Consider an e-mail sent from Grady Rhodes to explain the problem on September 27, 2009 which provided:

“Maggie,

…[W]hen I was doing the initial Mouth Alcohol test, I ended up with too much mouth alcohol on my breathe and got a .067 reading and that prompted a second test, which resulted in a .032 reading. So when it asked to redo the initial test, I had Sergeant Wiersma blow into instrument for the alcohol free test and then the mouth alcohol test and everything worked as it should. You can see by the transmitted test results, the bottom remarks section for 232 has AF/MA. It certified fine so there’s no problem with the instrument….”

Grady Rhodes CIV NAS Pensacola wrote to the then Departmental Inspector Maggie Gedding

So basically, swishing a tiny amount of alcohol  in your mouth can cause you to register a falsely high BrAC reading TWICE in a row. The agency inspector blew a .067 and then blew a .032 even though he had consumed no alcohol other than the tiny amount that had been swished in his mouth and then spit out. He should have registered 0.00 or had a flag like “slope not met.” But under no circumstances should the instrument show a BrAC reading of .067. These problems show very clearly that the slope detector doesn’t work in the Intoxilyzer 8000.

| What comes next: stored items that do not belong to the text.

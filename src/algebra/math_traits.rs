#![allow(non_snake_case)]

// All internal math for the solver should go through these
// core traits, which are implemented generically for floats
// of type FloatT.

/// Vector operations on slices of [`FloatT`](crate::algebra::FloatT)

pub trait VectorMath {
    type T;

    /// Copy values from `src` to `self`
    fn copy_from(&mut self, src: &Self) -> &mut Self;

    /// Apply an elementwise operation on a vector.
    fn scalarop(&mut self, op: impl Fn(Self::T) -> Self::T) -> &mut Self;

    /// Elementwise scaling.
    fn scale(&mut self, c: Self::T) -> &mut Self;

    /// Elementwise negation of entries.
    fn negate(&mut self) -> &mut Self;

    /// Dot product
    fn dot(&self, y: &Self) -> Self::T;

    /// Standard Euclidian or 2-norm distance from `self` to `y`
    fn dist(&self, y: &Self) -> Self::T;

    /// Sum of elements.
    fn sum(&self) -> Self::T;

    /// Sum of squares of the elements.
    fn sumsq(&self) -> Self::T;

    /// Infinity norm
    fn norm_inf(&self) -> Self::T;

    /// max absolute difference
    fn norm_inf_diff(&self, b: &Self) -> Self::T;

    /// Checks if all elements are finite, i.e. no Infs or NaNs
    fn is_finite(&self) -> bool;

    //blas-like vector ops
    //--------------------

    /// BLAS-like shift and scale in place.  Produces `self = a*x+b*self`
    fn axpby(&mut self, a: Self::T, x: &Self, b: Self::T) -> &mut Self;

    /// BLAS-like shift and scale, non in-place version.  Produces `self = a*x+b*y`
    fn waxpby(&mut self, a: Self::T, x: &Self, b: Self::T, y: &Self) -> &mut Self;
}

/// Matrix-vector products for dense matrices of [`FloatT`](crate::algebra::FloatT)

pub trait MatrixVectorMultiply {
    type T;

    /// BLAS-like general matrix-vector multiply.  Produces `y = a*self*x + b*y`
    fn gemv(&self, y: &mut [Self::T], x: &[Self::T], a: Self::T, b: Self::T);
}

/// Operations on dense matrices of [`FloatT`](crate::algebra::FloatT)

pub trait MatrixMath {
    type T;

    /// Elementwise scaling
    fn scale(&mut self, c: Self::T);

    /// Elementwise negation
    fn negate(&mut self);

    /// BLAS-like shift and scale in place.  Produces `self = a*X + b*self`
    fn axpby(&mut self, a: Self::T, X: &Self, b: Self::T);

    /// Rank-one update.  Produces `self = self + a*x*y^T`
    fn ger(&mut self, a: Self::T, x: &[Self::T], y: &[Self::T]);

    /// Quadratic form `y^T*M*x` for the full (not triangular) matrix `M = self`
    fn quad_form(&self, y: &[Self::T], x: &[Self::T]) -> Self::T;

    /// Checks if all elements are finite, i.e. no Infs or NaNs
    fn is_finite(&self) -> bool;
}
mod block_concatenate;
mod core;
mod lu;
mod matrix_math;
pub use self::lu::*;
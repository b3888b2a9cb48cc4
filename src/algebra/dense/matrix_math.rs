#![allow(non_snake_case)]
use crate::algebra::{FloatT, Matrix, MatrixMath, MatrixVectorMultiply, VectorMath};
use itertools::izip;

impl<T: FloatT> MatrixMath for Matrix<T> {
    type T = T;

    //scalar mut operations
    fn scale(&mut self, c: T) {
        self.data.scale(c);
    }

    fn negate(&mut self) {
        self.data.negate();
    }

    fn axpby(&mut self, a: T, X: &Self, b: T) {
        assert_eq!((self.m, self.n), (X.m, X.n));
        self.data.axpby(a, &X.data, b);
    }

    fn ger(&mut self, a: T, x: &[T], y: &[T]) {
        assert_eq!(self.m, x.len());
        assert_eq!(self.n, y.len());
        for (c, &yc) in y.iter().enumerate() {
            let ayc = a * yc;
            for (mrc, &xr) in self.col_slice_mut(c).iter_mut().zip(x) {
                *mrc += ayc * xr;
            }
        }
    }

    fn quad_form(&self, y: &[T], x: &[T]) -> T {
        assert_eq!(self.m, y.len());
        assert_eq!(self.n, x.len());
        let mut out = T::zero();
        for (c, &xc) in x.iter().enumerate() {
            out += xc * self.col_slice(c).dot(y);
        }
        out
    }

    fn is_finite(&self) -> bool {
        self.data.is_finite()
    }
}

impl<T: FloatT> MatrixVectorMultiply for Matrix<T> {
    type T = T;

    // implements y = a*A*x + b*y
    fn gemv(&self, y: &mut [T], x: &[T], a: T, b: T) {
        assert!(self.n == x.len() && self.m == y.len());

        y.scale(b);
        for (c, &xc) in x.iter().enumerate() {
            let axc = a * xc;
            for (yr, &arc) in izip!(y.iter_mut(), self.col_slice(c)) {
                *yr += axc * arc;
            }
        }
    }
}
use thiserror::Error;

/// Error type returned by matrix concatenation operations.
#[derive(Error, Debug, Clone, PartialEq, Eq)]
pub enum MatrixConcatenationError {
    #[error("Incompatible dimensions")]
    /// Indicates inputs have incompatible dimension
    IncompatibleDimension,
}

/// Error type returned by dense factorization routines.
#[derive(Error, Debug, Clone, PartialEq, Eq)]
pub enum DenseFactorizationError {
    /// Matrix dimension fields and/or array lengths are incompatible
    #[error("Matrix dimension fields and/or array lengths are incompatible")]
    IncompatibleDimension,
    /// No acceptable pivot was found in the given column
    #[error("LU factorization is singular at column {0}")]
    Singular(usize),
    /// The factors or solution contain Infs or NaNs
    #[error("LU solution is not finite")]
    NonFinite,
}
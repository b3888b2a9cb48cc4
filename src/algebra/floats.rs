#![allow(non_snake_case)]
use num_traits::{Float, FloatConst, FromPrimitive, NumAssign};
use std::fmt::{Debug, Display, LowerExp};

/// Main trait for floating point types used in the barrier solver.
///
/// All floating point calculations are represented internally on values
/// implementing the `FloatT` trait.  Implementations come for free on f32
/// and f64, and any other type satisfying the trait bounds below should
/// also work.
///
/// `FloatT` relies on [`num_traits`](num_traits) for most of its constituent trait bounds.
pub trait FloatT:
    'static
    + Send
    + Sync
    + Float
    + FloatConst
    + NumAssign
    + Default
    + FromPrimitive
    + Display
    + LowerExp
    + Debug
    + Sized
{
}

impl<T> FloatT for T where
    T: 'static
        + Send
        + Sync
        + Float
        + FloatConst
        + NumAssign
        + Default
        + FromPrimitive
        + Display
        + LowerExp
        + Debug
        + Sized
{
}

/// Trait for converting Rust primitives to [`FloatT`](crate::algebra::FloatT)
///
/// Implemented on f32/64 and u32/64/usize.  Used internally for converting
/// constants, and by the [solver settings](crate::solver::BarrierSettings)
/// for converting defaults of primitive type to [`FloatT`](crate::algebra::FloatT).

// NB: lets us write (0.5).as_T() on constants rather
// than T::from_f64(0.5).unwrap() everywhere
pub trait AsFloatT<T>: 'static {
    fn as_T(&self) -> T;
}

macro_rules! impl_as_FloatT {
    ($ty:ty, $ident:ident) => {
        impl<T> AsFloatT<T> for $ty
        where
            T: FromPrimitive + 'static,
        {
            #[inline]
            fn as_T(&self) -> T {
                T::$ident(*self).unwrap()
            }
        }
    };
}
impl_as_FloatT!(u32, from_u32);
impl_as_FloatT!(u64, from_u64);
impl_as_FloatT!(usize, from_usize);
impl_as_FloatT!(f32, from_f32);
impl_as_FloatT!(f64, from_f64);
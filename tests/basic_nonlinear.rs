#![allow(non_snake_case)]
use logbarrier::{algebra::*, solver::*};

fn quiet_settings() -> BarrierSettings<f64> {
    BarrierSettingsBuilder::default()
        .verbose(false)
        .build()
        .unwrap()
}

// the unit disc  x1² + x2² - 1 < 0
struct UnitDisc;

impl SmoothFunction<f64> for UnitDisc {
    fn evaluate(&self, x: &[f64]) -> Evaluation<f64> {
        Evaluation::new(
            self.value(x),
            vec![2. * x[0], 2. * x[1]],
            Matrix::from(&[[2., 0.], [0., 2.]]),
        )
    }

    fn value(&self, x: &[f64]) -> f64 {
        x.sumsq() - 1.
    }
}

#[test]
fn test_nonlinear_disc() {
    // minimize x1 + x2 over the unit disc
    let f = AffineFunction::new(vec![1., 1.], 0.);
    let mut problem = BarrierProblem::new(2, f).unwrap();
    problem.add_inequality(UnitDisc);

    let mut solver = BarrierSolver::new(problem, &[0., 0.], quiet_settings()).unwrap();
    solver.solve().unwrap();

    assert!(solver.solution.status.is_converged());

    let r = f64::sqrt(0.5);
    assert!(solver.solution.x.dist(&[-r, -r]) <= 1e-6);
    assert!(f64::abs(solver.solution.obj_val + f64::sqrt(2.)) <= 1e-6);

    // 1/t <= 1e-8 first holds at t = 1e8
    assert_eq!(solver.solution.outer_iterations, 8);

    // the central path stays on the diagonal
    for x in solver.solution.path.iter() {
        assert!(f64::abs(x[0] - x[1]) <= 1e-12);
        assert!(x.sumsq() < 1.);
    }
}

#[test]
fn test_nonlinear_closure_constraint() {
    // minimize x²  s.t.  x > 1, written as the closure 1 - x < 0
    let f = QuadraticFunction::new(Matrix::from(&[[2.]]), vec![0.], 0.).unwrap();
    let g = |x: &[f64]| Evaluation::new(1. - x[0], vec![-1.], Matrix::zeros((1, 1)));

    let solution = interior_point(f, vec![g], None, &[2.], quiet_settings()).unwrap();

    assert!(solution.status.is_converged());
    assert!(f64::abs(solution.x[0] - 1.) <= 1e-6);
    assert!(f64::abs(solution.obj_val - 1.) <= 1e-6);
    assert!(solution.ineq_vals[0] < 0.);
}

#[test]
fn test_nonlinear_f32() {
    // single precision, with a tolerance it can reach
    let settings = BarrierSettingsBuilder::<f32>::default()
        .epsilon(1e-4)
        .verbose(false)
        .build()
        .unwrap();

    let f = AffineFunction::new(vec![-1f32, -1.], 0.);
    let g = vec![
        AffineFunction::new(vec![1f32, 0.], -1.),
        AffineFunction::new(vec![0f32, 1.], -1.),
        AffineFunction::new(vec![-1f32, 0.], 0.),
        AffineFunction::new(vec![0f32, -1.], 0.),
    ];

    let solution = interior_point(f, g, None, &[0.5f32, 0.5], settings).unwrap();
    assert!(solution.status.is_converged());
    assert!(solution.x.dist(&[1., 1.]) <= 1e-3);
}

Leslie Sammis is a criminal defense attorney in Tampa, FL, who focuses on DUI defense and DUI breath test cases throughout the Tampa Bay area.

Florida’s Missing COBRA Data for the Intoxilyzer 8000

Did CMI recently start uploading a new software version on Intoxilyzer 8000 instruments in Florida? The new software version is still being called 8100.27 (often called “Version 27″), but this new software has started causing a big glitch. The glitch makes the COBRA data disappear in monthly inspections and for certain test subject electronic data.

This glitch explains why FDLE went for four months without uploading the new COBRA data on the FDLE website. When the data finally went back online, some of the glitches became obvious. It may turn out that COBRA software was updated as well. The point is that no one in Florida really has any idea why CMI is up to. CMI changes the software on the Intoxilyzer 8000 and hides not only the changes but the very fact that the changes were made.

Take a look at this Agency Inspection on Intoxilyzer 80-003387:

As you can see, the results of the agency inspection are completely missing. For example, it doesn’t show any of the test result including the alcohol free test, the diagnostic check, or the mouth alcohol test.

The next month, the agency inspection has all of the data being reported:

CMI’s COBRA program allows test results to be uploaded to a personal computer for record-keeping and data management. COBRA also provides remote diagnostic and calibration verification capabilities. COBRA is a Windows® based application. What CMI doesn’t advertise publicly is that the COBRA program also allows CMI to remotely “update” the software in an attempt to fix glitches on each instrument. Unfortunately, whenever CMI tries to fix one glitch it ends up causing a host of other glitches.

Who out there can explain what happened to the missing COBRA data?